The Man Who Loved Too Much: Book 1 by John Rachel
Amazon Author Page
Disclaimer: A copy of this book was provided by the author in exchange for an honest review.
This is the story of Billy Green. When he was just turning four, his father tried to throw him in the trash. He was a smart kid but that just seemed to create enemies.
His mom did everything to protect him. But this was Detroit, armpit of the wasteland! Catholic school didn’t help much, except the time he got his first kiss from an atheist nun. Home life was dismal. Was his father capable of anything but drinking beer and farting? And what was with that neighbor who made puppets and tried to molest Billy? Golly! Detroit was sucking the life out of him. At such a young age!
Then adolescence swirled around him. Like water in a toilet bowl. High school was a B movie. Only without a plot. So finally he did something about it. Billy ran away… to college. Cornell University. That was a good move for sure! He studied hard, lost his virginity, met the love of his life. Things were definitely looking up! What could possibly go wrong? Isn’t that what we always ask?

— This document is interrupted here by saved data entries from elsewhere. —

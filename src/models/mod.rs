pub mod data_models;

pub use data_models::*;
use tracing::{info, warn};

use crate::error::{PipelineError, Result};
use crate::models::PredictionRecord;
use crate::processor::rent_from_log;

/// Turns model output into discount rates and a bargain ranking
pub struct BargainScorer;

impl BargainScorer {
    /// Score one listing against its log-scale prediction
    pub fn score(listing_index: usize, actual_rent: f64, predicted_rent_log: f64) -> PredictionRecord {
        let predicted_rent = rent_from_log(predicted_rent_log);
        let difference = actual_rent - predicted_rent;

        let discount_rate = if actual_rent > 0.0 {
            Some(difference / actual_rent).filter(|rate| rate.is_finite())
        } else {
            None
        };

        PredictionRecord {
            listing_index,
            actual_rent,
            predicted_rent,
            difference,
            discount_rate,
        }
    }

    /// Score a batch; `actual` and `predicted_log` are aligned by position
    pub fn score_batch(actual: &[f64], predicted_log: &[f64]) -> Result<Vec<PredictionRecord>> {
        if actual.len() != predicted_log.len() {
            return Err(PipelineError::SchemaMismatch {
                expected: format!("{} predictions", actual.len()),
                actual: format!("{} predictions", predicted_log.len()),
            });
        }

        let records: Vec<PredictionRecord> = actual
            .iter()
            .zip(predicted_log)
            .enumerate()
            .map(|(index, (&rent, &log))| Self::score(index, rent, log))
            .collect();

        let unscored = records.iter().filter(|r| r.discount_rate.is_none()).count();
        if unscored > 0 {
            warn!("{} listings have no usable discount rate", unscored);
        }
        info!(
            "Scoring summary: {} scored, {} without a rate",
            records.len() - unscored,
            unscored
        );

        Ok(records)
    }

    /// Drop records without a discount rate, then sort ascending. The sort
    /// is stable so equal rates keep their input order.
    pub fn rank(records: &[PredictionRecord]) -> Vec<PredictionRecord> {
        let mut ranked: Vec<PredictionRecord> = records
            .iter()
            .filter(|record| record.actual_rent > 0.0 && record.discount_rate.is_some())
            .cloned()
            .collect();

        ranked.sort_by(|a, b| {
            let a = a.discount_rate.unwrap_or(f64::INFINITY);
            let b = b.discount_rate.unwrap_or(f64::INFINITY);
            a.total_cmp(&b)
        });

        ranked
    }
}

#[cfg(test)]
mod tests {
    use super::*;
    use crate::processor::rent_log;

    #[test]
    fn test_overpriced_listing_has_negative_rate() {
        let record = BargainScorer::score(0, 10.0, rent_log(12.0));
        assert!((record.predicted_rent - 12.0).abs() < 1e-9);
        assert!((record.difference + 2.0).abs() < 1e-9);
        assert!((record.discount_rate.unwrap() + 0.2).abs() < 1e-9);
    }

    #[test]
    fn test_underpriced_listing_has_positive_rate() {
        let record = BargainScorer::score(1, 10.0, rent_log(8.0));
        assert!((record.difference - 2.0).abs() < 1e-9);
        assert!((record.discount_rate.unwrap() - 0.2).abs() < 1e-9);
    }

    #[test]
    fn test_zero_rent_has_no_rate() {
        let record = BargainScorer::score(0, 0.0, rent_log(8.0));
        assert_eq!(record.discount_rate, None);
        assert!(BargainScorer::rank(&[record]).is_empty());
    }

    #[test]
    fn test_rank_orders_ascending_and_keeps_ties_in_input_order() {
        let actual = [10.0, 10.0, 0.0, 10.0, 10.0];
        let predicted = [
            rent_log(12.0),
            rent_log(8.0),
            rent_log(5.0),
            rent_log(12.0),
            rent_log(15.0),
        ];
        let records = BargainScorer::score_batch(&actual, &predicted).unwrap();
        let ranked = BargainScorer::rank(&records);

        let order: Vec<usize> = ranked.iter().map(|r| r.listing_index).collect();
        assert_eq!(order, vec![4, 0, 3, 1]);
    }

    #[test]
    fn test_ranking_is_reproducible() {
        let actual: Vec<f64> = (1..50).map(|i| i as f64 * 0.7).collect();
        let predicted: Vec<f64> = (1..50).map(|i| rent_log((i % 7) as f64 + 3.0)).collect();

        let first = BargainScorer::rank(&BargainScorer::score_batch(&actual, &predicted).unwrap());
        let second = BargainScorer::rank(&BargainScorer::score_batch(&actual, &predicted).unwrap());
        assert_eq!(
            serde_json::to_string(&first).unwrap(),
            serde_json::to_string(&second).unwrap()
        );
    }

    #[test]
    fn test_length_mismatch_is_rejected() {
        assert!(matches!(
            BargainScorer::score_batch(&[1.0, 2.0], &[1.0]),
            Err(PipelineError::SchemaMismatch { .. })
        ));
    }
}
pub mod pipeline_config;
pub mod scrape_config;

pub use pipeline_config::*;
pub use scrape_config::*;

Hello and welcome to The Review Board. In today’s review, our very own Harmony Kent examines “The Man Who Loved Too Much” by John Rachel.
This is the first book of a trilogy, and not a standalone novel. The ending is abrupt and leaves a lot of loose threads. It feels as if we have the beginning, and perhaps some of the middle, but not an ending. When I read the last line, I felt cheated. I’d put all this effort into reading the book, and by the finish I was left wanting. The revelation in the final two pages wasn’t a surprise at all, as I’d already guessed this from early on in Billy and Natalie’s relationship and the tension surrounding Pam.

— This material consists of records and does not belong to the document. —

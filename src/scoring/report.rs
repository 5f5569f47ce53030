use polars::prelude::*;
use serde::Serialize;
use std::fmt;

use crate::error::{PipelineError, Result};
use crate::models::{PredictionRecord, RawListing};
use crate::storage::LocalStorage;

pub const REPORT_COLUMNS: [&str; 9] = [
    "address",
    "building_name",
    "age",
    "floors",
    "layout",
    "area",
    "actual_rent",
    "predicted_rent",
    "discount_rate",
];

#[derive(Debug, Clone, PartialEq, Serialize)]
pub struct BargainRow {
    pub address: String,
    pub building_name: String,
    pub age: String,
    pub floors: String,
    pub layout: String,
    pub area: String,
    pub actual_rent: f64,
    pub predicted_rent: f64,
    pub discount_rate: f64,
}

/// Top of a bargain ranking joined back to the listing text
#[derive(Debug, Clone, PartialEq, Serialize)]
pub struct BargainReport {
    pub rows: Vec<BargainRow>,
}

impl BargainReport {
    /// Keep the first `top_n` ranked records. Every record must point into
    /// `listings`.
    pub fn from_ranking(
        ranking: &[PredictionRecord],
        listings: &[RawListing],
        top_n: usize,
    ) -> Result<Self> {
        let rows = ranking
            .iter()
            .filter_map(|record| record.discount_rate.map(|rate| (record, rate)))
            .take(top_n)
            .map(|(record, discount_rate)| {
                let listing = listings.get(record.listing_index).ok_or_else(|| {
                    PipelineError::SchemaMismatch {
                        expected: format!("listing index below {}", listings.len()),
                        actual: format!("listing index {}", record.listing_index),
                    }
                })?;
                Ok(BargainRow {
                    address: listing.address.clone(),
                    building_name: listing.building_name.clone(),
                    age: listing.age.clone(),
                    floors: listing.floors.clone(),
                    layout: listing.layout.clone(),
                    area: listing.area.clone(),
                    actual_rent: record.actual_rent,
                    predicted_rent: record.predicted_rent,
                    discount_rate,
                })
            })
            .collect::<Result<Vec<_>>>()?;

        Ok(Self { rows })
    }

    pub fn len(&self) -> usize {
        self.rows.len()
    }

    pub fn is_empty(&self) -> bool {
        self.rows.is_empty()
    }

    pub fn to_dataframe(&self) -> Result<DataFrame> {
        let text = |f: fn(&BargainRow) -> &str| -> Vec<String> {
            self.rows.iter().map(|r| f(r).to_string()).collect()
        };
        let number = |f: fn(&BargainRow) -> f64| -> Vec<f64> { self.rows.iter().map(f).collect() };

        let columns = vec![
            Column::new(REPORT_COLUMNS[0].into(), text(|r| r.address.as_str())),
            Column::new(REPORT_COLUMNS[1].into(), text(|r| r.building_name.as_str())),
            Column::new(REPORT_COLUMNS[2].into(), text(|r| r.age.as_str())),
            Column::new(REPORT_COLUMNS[3].into(), text(|r| r.floors.as_str())),
            Column::new(REPORT_COLUMNS[4].into(), text(|r| r.layout.as_str())),
            Column::new(REPORT_COLUMNS[5].into(), text(|r| r.area.as_str())),
            Column::new(REPORT_COLUMNS[6].into(), number(|r| r.actual_rent)),
            Column::new(REPORT_COLUMNS[7].into(), number(|r| r.predicted_rent)),
            Column::new(REPORT_COLUMNS[8].into(), number(|r| r.discount_rate)),
        ];

        Ok(DataFrame::new(columns)?)
    }

    pub fn write_csv(&self, path: &str) -> Result<()> {
        let mut df = self.to_dataframe()?;
        LocalStorage::write_csv(&mut df, path)
    }
}

/// Pads by character count, so wide CJK text will not line up perfectly
fn pad(text: &str, width: usize) -> String {
    let shown: String = if text.chars().count() > width {
        text.chars().take(width.saturating_sub(1)).chain(['…']).collect()
    } else {
        text.to_string()
    };
    let fill = width.saturating_sub(shown.chars().count());
    format!("{}{}", shown, " ".repeat(fill))
}

impl fmt::Display for BargainReport {
    fn fmt(&self, f: &mut fmt::Formatter<'_>) -> fmt::Result {
        writeln!(
            f,
            "{:>4}  {}  {}  {}  {}  {}  {}  {:>8}  {:>8}  {:>8}",
            "#",
            pad("address", 24),
            pad("building_name", 20),
            pad("age", 6),
            pad("floors", 8),
            pad("layout", 6),
            pad("area", 6),
            "actual",
            "predict",
            "discount"
        )?;
        for (rank, row) in self.rows.iter().enumerate() {
            writeln!(
                f,
                "{:>4}  {}  {}  {}  {}  {}  {}  {:>8.2}  {:>8.2}  {:>8.3}",
                rank + 1,
                pad(&row.address, 24),
                pad(&row.building_name, 20),
                pad(&row.age, 6),
                pad(&row.floors, 8),
                pad(&row.layout, 6),
                pad(&row.area, 6),
                row.actual_rent,
                row.predicted_rent,
                row.discount_rate
            )?;
        }
        Ok(())
    }
}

The book opens strongly and follows Billy green, a precocious toddler who becomes a smart kid. His home life is screwed up, and the love of his doting mother is all that saves it. Although, I find it quite a stretch to believe that he would turn out anywhere near well-adjusted with such an aggressively indifferent father and a mother who dotes on him and gives him everything he wants, to the point of indulging his aversion to school by keeping him home. Added to that is all the crazy stuff he got exposed to at school (when he finally began attending), and you have a recipe for one screwed up kid, no matter how clever he might be. This also makes it highly unlikely that he would reach college in such a naïve state. His highly politicized viewpoints at a tender age also feel forced and detract further from the believability of his character.
The narrative is told in third person close and mostly from Billy’s viewpoint. Any POV shifts are given their own section, and so head hopping is avoided. Unfortunately, spelling errors and missing words litter the text, and sentences like the following drive me nuts: ‘After all, they had just had been as intimate as two people can be.’ When mistakes as basic as this are made, it shows me that not even a cursory read-through has been performed.

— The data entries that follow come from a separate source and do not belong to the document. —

pub mod listing_fetcher;
pub mod listing_parser;

pub use listing_fetcher::*;
pub use listing_parser::*;
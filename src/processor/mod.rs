pub mod feature_builder;
pub mod field_extractor;
pub mod listing_loader;
pub mod vocabulary;

pub use feature_builder::*;
pub use field_extractor::*;
pub use listing_loader::*;
pub use vocabulary::*;
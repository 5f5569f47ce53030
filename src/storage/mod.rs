pub mod local_store;

pub use local_store::*;
use polars::prelude::*;
use tracing::{info, warn};

use crate::error::{PipelineError, Result};
use crate::models::{RAW_COLUMNS, RawListing};
use crate::storage::LocalStorage;

/// Converts between raw listing tables and [`RawListing`] records
pub struct ListingLoader;

impl ListingLoader {
    pub fn new() -> Self {
        ListingLoader
    }

    /// Read a listings CSV and convert every row
    pub fn load_csv(&self, path: &str) -> Result<Vec<RawListing>> {
        let df = LocalStorage::read_csv(path)?;
        self.listings_from_dataframe(&df, path)
    }

    pub fn write_csv(&self, listings: &[RawListing], path: &str) -> Result<()> {
        let mut df = self.listings_to_dataframe(listings)?;
        LocalStorage::write_csv(&mut df, path)
    }

    /// Every raw column must exist; cell-level problems only degrade the row
    pub fn listings_from_dataframe(
        &self,
        df: &DataFrame,
        source_name: &str,
    ) -> Result<Vec<RawListing>> {
        let mut text_columns: Vec<Vec<Option<String>>> = Vec::with_capacity(RAW_COLUMNS.len());
        for column_name in RAW_COLUMNS {
            let column = df
                .column(column_name)
                .map_err(|_| PipelineError::missing_column(column_name, source_name))?
                .cast(&DataType::String)?;
            let values = column
                .str()?
                .into_iter()
                .map(|value| value.map(str::to_string))
                .collect();
            text_columns.push(values);
        }

        let mut listings = Vec::with_capacity(df.height());
        let mut degraded_count = 0;

        for row in 0..df.height() {
            let cell = |column: usize| {
                text_columns[column][row]
                    .as_deref()
                    .map(str::trim)
                    .filter(|value| !value.is_empty())
            };
            let text = |column: usize| cell(column).unwrap_or_default().to_string();

            let rent = match cell(7).and_then(parse_amount) {
                Some(rent) => rent,
                None => {
                    warn!("Row {} has unparseable rent {:?}, using 0", row, cell(7));
                    degraded_count += 1;
                    0.0
                }
            };

            listings.push(RawListing {
                building_name: text(0),
                address: text(1),
                transportation_1: cell(2).map(str::to_string),
                transportation_2: cell(3).map(str::to_string),
                transportation_3: cell(4).map(str::to_string),
                age: text(5),
                floors: text(6),
                rent,
                admin_fee: parse_fee(cell(8)),
                deposit: parse_fee(cell(9)),
                gratuity: parse_fee(cell(10)),
                layout: text(11),
                area: text(12),
            });
        }

        info!(
            "Listing conversion summary: {} rows from {}, {} with unusable rent",
            listings.len(),
            source_name,
            degraded_count
        );

        Ok(listings)
    }

    /// Same column order as the scraper has always written
    pub fn listings_to_dataframe(&self, listings: &[RawListing]) -> Result<DataFrame> {
        let text = |f: fn(&RawListing) -> &str| -> Vec<String> {
            listings.iter().map(|l| f(l).to_string()).collect()
        };
        let optional = |f: fn(&RawListing) -> Option<&str>| -> Vec<Option<String>> {
            listings.iter().map(|l| f(l).map(str::to_string)).collect()
        };
        let number = |f: fn(&RawListing) -> f64| -> Vec<f64> { listings.iter().map(f).collect() };

        let columns = vec![
            Column::new("building_name".into(), text(|l| l.building_name.as_str())),
            Column::new("address".into(), text(|l| l.address.as_str())),
            Column::new("transportation_1".into(), optional(|l| l.transportation_1.as_deref())),
            Column::new("transportation_2".into(), optional(|l| l.transportation_2.as_deref())),
            Column::new("transportation_3".into(), optional(|l| l.transportation_3.as_deref())),
            Column::new("age".into(), text(|l| l.age.as_str())),
            Column::new("floors".into(), text(|l| l.floors.as_str())),
            Column::new("rent".into(), number(|l| l.rent)),
            Column::new("admin_fee".into(), number(|l| l.admin_fee)),
            Column::new("deposit".into(), number(|l| l.deposit)),
            Column::new("gratuity".into(), number(|l| l.gratuity)),
            Column::new("layout".into(), text(|l| l.layout.as_str())),
            Column::new("area".into(), text(|l| l.area.as_str())),
        ];

        Ok(DataFrame::new(columns)?)
    }
}

impl Default for ListingLoader {
    fn default() -> Self {
        Self::new()
    }
}

/// Plain numeric text, tolerating thousands separators
fn parse_amount(text: &str) -> Option<f64> {
    text.replace(',', "")
        .trim()
        .parse::<f64>()
        .ok()
        .filter(|value| value.is_finite())
}

/// Fees use "-" or an empty cell for "none"
fn parse_fee(text: Option<&str>) -> f64 {
    match text {
        None | Some("-") => 0.0,
        Some(value) => parse_amount(value).unwrap_or(0.0),
    }
}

Some parts of the book felt engaging and had me chuckling aloud, and yet others had me as bored as could be. The author puts in a lot of detail, but for me, a lot of the college stuff could have been trimmed significantly without detracting from the plotline or story arc. On occasion, a line or phrase would stand out for me, such as: ‘You learn as you go along. It’s not what you deserve or don’t deserve. You just get what you get. The important thing is to live.’ It’s pithy and to the point, and an important message.
At first, I thought this would be a coming of age tale, and then I thought that Billy would find out the truth about his girlfriend, or that they would split up and something would happen from that (especially with the title of the series), but by the end of the book, none of that had occurred, and I don’t know what the point of the tale is. Perhaps book two might shed a little more light? Hopefully, you don’t have to wait until book three. Not that I cared enough about the characters, not even Billy, to wade through the sequel to find out. Sorry, but this is a take-it-or-leave-it read for me. It gets 6 out of 10 TRB stars, which equates to 3 out of 5 stars on other rating scales. This basically means that it’s one up from ‘flip a coin and take a chance if you dare.’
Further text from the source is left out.